Examine the entries and show every line in which the word "included" is found.

Records contained in a dataset
# # # #

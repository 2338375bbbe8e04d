use snafu::{OptionExt, Snafu, ensure};
use tracing::debug;

use crate::ext::SEPARATOR;
use crate::filesystem::{Entry, Listing, Node, NodeId};

pub const ROOT_NAME: &str = "/";

/// Arena-backed directory tree.
///
/// Every directory owns its children through its name map; the arena slot of
/// each child records the parent index so ancestry can be rebuilt without
/// any navigation state. Removed subtrees leave empty slots behind, so a
/// `NodeId` is never reused for a different node.
#[derive(Debug, Clone)]
pub struct Tree {
    slots: Vec<Option<Entry>>,
}

impl Default for Tree {
    fn default() -> Self {
        Self::new()
    }
}

impl Tree {
    pub fn new() -> Self {
        let root = Entry {
            name: ROOT_NAME.to_string(),
            parent: None,
            node: Node::empty_directory(),
        };
        Self {
            slots: vec![Some(root)],
        }
    }

    pub fn root(&self) -> NodeId {
        NodeId::ROOT
    }

    pub fn entry(&self, id: NodeId) -> Option<&Entry> {
        self.slots.get(id.index()).and_then(Option::as_ref)
    }

    fn entry_mut(&mut self, id: NodeId) -> Option<&mut Entry> {
        self.slots.get_mut(id.index()).and_then(Option::as_mut)
    }

    pub fn name_of(&self, id: NodeId) -> Option<&str> {
        self.entry(id).map(Entry::name)
    }

    pub fn parent_of(&self, id: NodeId) -> Option<NodeId> {
        self.entry(id).and_then(Entry::parent)
    }

    pub fn is_directory(&self, id: NodeId) -> bool {
        self.entry(id).is_some_and(|entry| entry.node.is_directory())
    }

    /// Number of live nodes, root included
    pub fn len(&self) -> usize {
        self.slots.iter().flatten().count()
    }

    /// Chain of directories from the root down to `id`, both ends included.
    /// Built from parent indices alone.
    pub fn ancestry(&self, id: NodeId) -> Vec<NodeId> {
        let mut chain = Vec::new();
        let mut cursor = self.entry(id).map(|_| id);
        while let Some(current) = cursor {
            chain.push(current);
            cursor = self.parent_of(current);
        }
        chain.reverse();
        chain
    }

    pub fn create_child_file(&mut self, dir: NodeId, name: &str) -> Result<NodeId, TreeError> {
        self.insert_child(dir, name, Node::empty_file())
    }

    pub fn create_child_directory(&mut self, dir: NodeId, name: &str) -> Result<NodeId, TreeError> {
        self.insert_child(dir, name, Node::empty_directory())
    }

    fn insert_child(&mut self, dir: NodeId, name: &str, node: Node) -> Result<NodeId, TreeError> {
        validate_name(name)?;
        let children = self
            .entry(dir)
            .and_then(|entry| entry.node.children())
            .context(NotADirectorySnafu { id: dir })?;
        ensure!(!children.contains_key(name), AlreadyExistsSnafu { name });

        let id = NodeId::from(self.slots.len());
        self.slots.push(Some(Entry {
            name: name.to_string(),
            parent: Some(dir),
            node,
        }));
        if let Some(children) = self
            .entry_mut(dir)
            .and_then(|entry| entry.node.children_mut())
        {
            children.insert(name.to_string(), id);
        }

        debug!("Inserted '{}' as {} under {}", name, id, dir);
        Ok(id)
    }

    fn child(&self, dir: NodeId, name: &str) -> Option<&Entry> {
        self.entry(dir)
            .and_then(|entry| entry.node.children())
            .and_then(|children| children.get(name))
            .and_then(|&id| self.entry(id))
    }

    /// Looks up a child directory. A file of the same name counts as absent.
    pub fn get_directory(&self, dir: NodeId, name: &str) -> Option<NodeId> {
        let id = self
            .entry(dir)
            .and_then(|entry| entry.node.children())
            .and_then(|children| children.get(name))
            .copied()?;
        self.is_directory(id).then_some(id)
    }

    /// Looks up a child file's content. A directory of the same name counts as absent.
    pub fn get_file(&self, dir: NodeId, name: &str) -> Option<&str> {
        self.child(dir, name).and_then(|entry| entry.node.content())
    }

    pub fn get_file_mut(&mut self, dir: NodeId, name: &str) -> Option<&mut String> {
        let id = self
            .entry(dir)
            .and_then(|entry| entry.node.children())
            .and_then(|children| children.get(name))
            .copied()?;
        self.entry_mut(id)
            .and_then(|entry| entry.node.content_mut())
    }

    pub fn list_contents(&self, dir: NodeId) -> Listing {
        let mut listing = Listing::default();
        let Some(children) = self.entry(dir).and_then(|entry| entry.node.children()) else {
            return listing;
        };

        for (name, &id) in children {
            match self.entry(id).map(Entry::node) {
                Some(Node::Directory { .. }) => listing.directories.push(name.clone()),
                Some(Node::File { .. }) => listing.files.push(name.clone()),
                None => {}
            }
        }
        listing
    }

    /// Detaches a child and releases its whole subtree.
    #[allow(dead_code)]
    pub fn remove_child(&mut self, dir: NodeId, name: &str) -> Result<(), TreeError> {
        let id = self
            .entry_mut(dir)
            .and_then(|entry| entry.node.children_mut())
            .context(NotADirectorySnafu { id: dir })?
            .remove(name)
            .context(NoSuchChildSnafu { name })?;

        let mut pending = vec![id];
        let mut released = 0usize;
        while let Some(next) = pending.pop() {
            if let Some(entry) = self.slots.get_mut(next.index()).and_then(Option::take) {
                if let Some(children) = entry.node.children() {
                    pending.extend(children.values().copied());
                }
                released += 1;
            }
        }

        debug!("Removed '{}' under {} ({} nodes released)", name, dir, released);
        Ok(())
    }
}

fn validate_name(name: &str) -> Result<(), TreeError> {
    ensure!(
        !name.is_empty() && !name.contains(SEPARATOR) && name != "." && name != "..",
        InvalidNameSnafu { name }
    );
    Ok(())
}

#[derive(Debug, Snafu, PartialEq, Eq)]
pub enum TreeError {
    #[snafu(display("an entry named '{}' already exists", name))]
    AlreadyExistsError { name: String },
    #[snafu(display("'{}' is not a valid name", name))]
    InvalidNameError { name: String },
    #[snafu(display("no entry named '{}'", name))]
    NoSuchChildError { name: String },
    #[snafu(display("node {} is not a directory", id))]
    NotADirectoryError { id: NodeId },
}

#[cfg(test)]
mod tests {
    use super::*;
    use rstest::*;

    #[test]
    fn test_new_tree_has_only_root() {
        let tree = Tree::new();
        assert_eq!(tree.len(), 1);
        assert_eq!(tree.name_of(tree.root()), Some(ROOT_NAME));
        assert_eq!(tree.parent_of(tree.root()), None);
        assert!(tree.is_directory(tree.root()));
    }

    #[test]
    fn test_create_child_file_and_directory() {
        let mut tree = Tree::new();
        let docs = tree.create_child_directory(tree.root(), "docs").unwrap();
        tree.create_child_file(docs, "notes.txt").unwrap();

        assert_eq!(tree.get_directory(tree.root(), "docs"), Some(docs));
        assert_eq!(tree.get_file(docs, "notes.txt"), Some(""));
        assert_eq!(tree.parent_of(docs), Some(tree.root()));
    }

    #[test]
    fn test_create_existing_name_fails_and_keeps_entry() {
        let mut tree = Tree::new();
        let root = tree.root();
        tree.create_child_file(root, "a").unwrap();
        *tree.get_file_mut(root, "a").unwrap() = "kept".to_string();

        let file_again = tree.create_child_file(root, "a");
        let dir_again = tree.create_child_directory(root, "a");

        assert_eq!(
            file_again,
            Err(TreeError::AlreadyExistsError { name: "a".into() })
        );
        assert_eq!(
            dir_again,
            Err(TreeError::AlreadyExistsError { name: "a".into() })
        );
        assert_eq!(tree.get_file(root, "a"), Some("kept"));
        assert_eq!(tree.len(), 2);
    }

    #[rstest]
    #[case("")]
    #[case(".")]
    #[case("..")]
    #[case("a/b")]
    #[case("/")]
    fn test_invalid_names_are_rejected(#[case] name: &str) {
        let mut tree = Tree::new();
        let result = tree.create_child_directory(tree.root(), name);
        assert!(matches!(result, Err(TreeError::InvalidNameError { .. })));
        assert_eq!(tree.len(), 1);
    }

    #[test]
    fn test_lookup_of_wrong_variant_is_absent() {
        let mut tree = Tree::new();
        let root = tree.root();
        tree.create_child_file(root, "file").unwrap();
        tree.create_child_directory(root, "dir").unwrap();

        assert_eq!(tree.get_directory(root, "file"), None);
        assert_eq!(tree.get_file(root, "dir"), None);
        assert!(tree.get_file_mut(root, "dir").is_none());
        assert_eq!(tree.get_directory(root, "missing"), None);
    }

    #[test]
    fn test_creating_under_a_file_fails() {
        let mut tree = Tree::new();
        let file = tree.create_child_file(tree.root(), "file").unwrap();
        let result = tree.create_child_file(file, "inner");
        assert_eq!(result, Err(TreeError::NotADirectoryError { id: file }));
    }

    #[test]
    fn test_list_contents_keeps_insertion_order() {
        let mut tree = Tree::new();
        let root = tree.root();
        tree.create_child_directory(root, "zeta").unwrap();
        tree.create_child_file(root, "b.txt").unwrap();
        tree.create_child_directory(root, "alpha").unwrap();
        tree.create_child_file(root, "a.txt").unwrap();

        let listing = tree.list_contents(root);
        assert_eq!(listing.directories, vec!["zeta", "alpha"]);
        assert_eq!(listing.files, vec!["b.txt", "a.txt"]);
    }

    #[test]
    fn test_ancestry_follows_parent_indices() {
        let mut tree = Tree::new();
        let a = tree.create_child_directory(tree.root(), "a").unwrap();
        let b = tree.create_child_directory(a, "b").unwrap();
        let c = tree.create_child_directory(b, "c").unwrap();

        assert_eq!(tree.ancestry(c), vec![tree.root(), a, b, c]);
        assert_eq!(tree.ancestry(tree.root()), vec![tree.root()]);
    }

    #[test]
    fn test_remove_child_releases_subtree() {
        let mut tree = Tree::new();
        let root = tree.root();
        let a = tree.create_child_directory(root, "a").unwrap();
        let b = tree.create_child_directory(a, "b").unwrap();
        tree.create_child_file(b, "deep.txt").unwrap();
        tree.create_child_file(root, "keep.txt").unwrap();
        assert_eq!(tree.len(), 5);

        tree.remove_child(root, "a").unwrap();

        assert_eq!(tree.len(), 2);
        assert_eq!(tree.get_directory(root, "a"), None);
        assert!(tree.entry(b).is_none());
        assert_eq!(tree.get_file(root, "keep.txt"), Some(""));
        assert_eq!(tree.list_contents(root).directories, Vec::<String>::new());
    }

    #[test]
    fn test_remove_missing_child_fails() {
        let mut tree = Tree::new();
        let result = tree.remove_child(tree.root(), "ghost");
        assert_eq!(
            result,
            Err(TreeError::NoSuchChildError {
                name: "ghost".into()
            })
        );
    }

    #[test]
    fn test_ids_are_not_reused_after_removal() {
        let mut tree = Tree::new();
        let root = tree.root();
        let first = tree.create_child_directory(root, "a").unwrap();
        tree.remove_child(root, "a").unwrap();
        let second = tree.create_child_directory(root, "a").unwrap();
        assert_ne!(first, second);
    }
}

# # # #

## SOLUTION FOR THIS EXERCISE:
    /// Number of live nodes, root included
    /// Chain of directories from the root down to `id`, both ends included.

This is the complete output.